Samoa’s caretaker prime minister, Tuila’epa Sa’ilele Malielegaoi, is risking jail time as he continues to defy a court order to convene Parliament.

The judiciary is warning anyone who stands in the way of its ruling could face criminal penalties.

Tuila’epa’s announcement last night also included a warning to the judiciary that it was over-reaching its powers by seeking to limit his own, reports the Samoa Observer.

The publication reported Tuila’epa saying that one arm of Government should not “like Hitler” seek to assert its authority over another.

He has instead insisted that Parliament can only be “properly constituted” after petitions, by-elections, and the invoking, if necessary, of a requirement that at least six women MPs be in Parliament.

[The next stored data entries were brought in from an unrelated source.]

use std::fmt;
use std::str::FromStr;

use serde::{Deserialize, Serialize};

/// Canonical stage name type used throughout the crate.
pub type StageName = String;

/// What an output represents, for consumers that display outputs.
///
/// The kind never influences hashing or staleness; it only selects which
/// outputs show up in e.g. [`crate::annotations::OutputAnnotationStore::collect`].
#[derive(Debug, Clone, Copy, PartialEq, Eq, Hash, Default, Serialize, Deserialize)]
#[serde(rename_all = "lowercase")]
pub enum OutputKind {
    #[default]
    Plain,
    Metric,
    Plot,
}

impl fmt::Display for OutputKind {
    fn fmt(&self, f: &mut fmt::Formatter<'_>) -> fmt::Result {
        let s = match self {
            OutputKind::Plain => "plain",
            OutputKind::Metric => "metric",
            OutputKind::Plot => "plot",
        };
        f.write_str(s)
    }
}

impl FromStr for OutputKind {
    type Err = String;

    fn from_str(s: &str) -> Result<Self, Self::Err> {
        match s.trim().to_lowercase().as_str() {
            "plain" => Ok(OutputKind::Plain),
            "metric" | "metrics" => Ok(OutputKind::Metric),
            "plot" | "plots" => Ok(OutputKind::Plot),
            other => Err(format!(
                "invalid output kind: {other} (expected \"plain\", \"metric\" or \"plot\")"
            )),
        }
    }
}

/// Outcome of a stage process.
#[derive(Debug, Clone, Copy, PartialEq, Eq)]
pub enum StageOutcome {
    Success,
    Failed(i32),
}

Tuila’epa’s caretaker government appears likely to face further legal challenges after announcing on Tuesday that they had the power to obtain funding for Ministries’ budgets for the new fiscal year despite Parliament not sitting.

Meanwhile, the caretaker prime minister is due to face a contempt of court suit Friday.

Tuila’epa, the attorney general Savalenoa Mareva Betham-Annandale, the former speaker of parliament Leaupepe Toleafoa Faafisi and the clerk of the Legislative Assembly Tiatia Graeme Tualaulelei have all been named for their roles in obstructing Parliament from convening on 24 May.

The motion has been brought by the FAST party, which emerged from April’s election with a majority, seeking to have the four cited for contempt of the Supreme Court order on 23 May calling for Parliament to sit the following day and MP’s to be sworn in.

The court has free reign in penalising such cases ranging from censure to fines up to imprisonment.

According to a prominent lawyer and former attorney general acting for FAST, Taulapapa Brenda Heather-Latu, the caretaker prime minister and the attorney general are being cited for the more serious ‘scandalising the court’ which she said is of a criminal nature.

The clerk and former speaker are to answer to motions more civil in nature, said Taulapapa.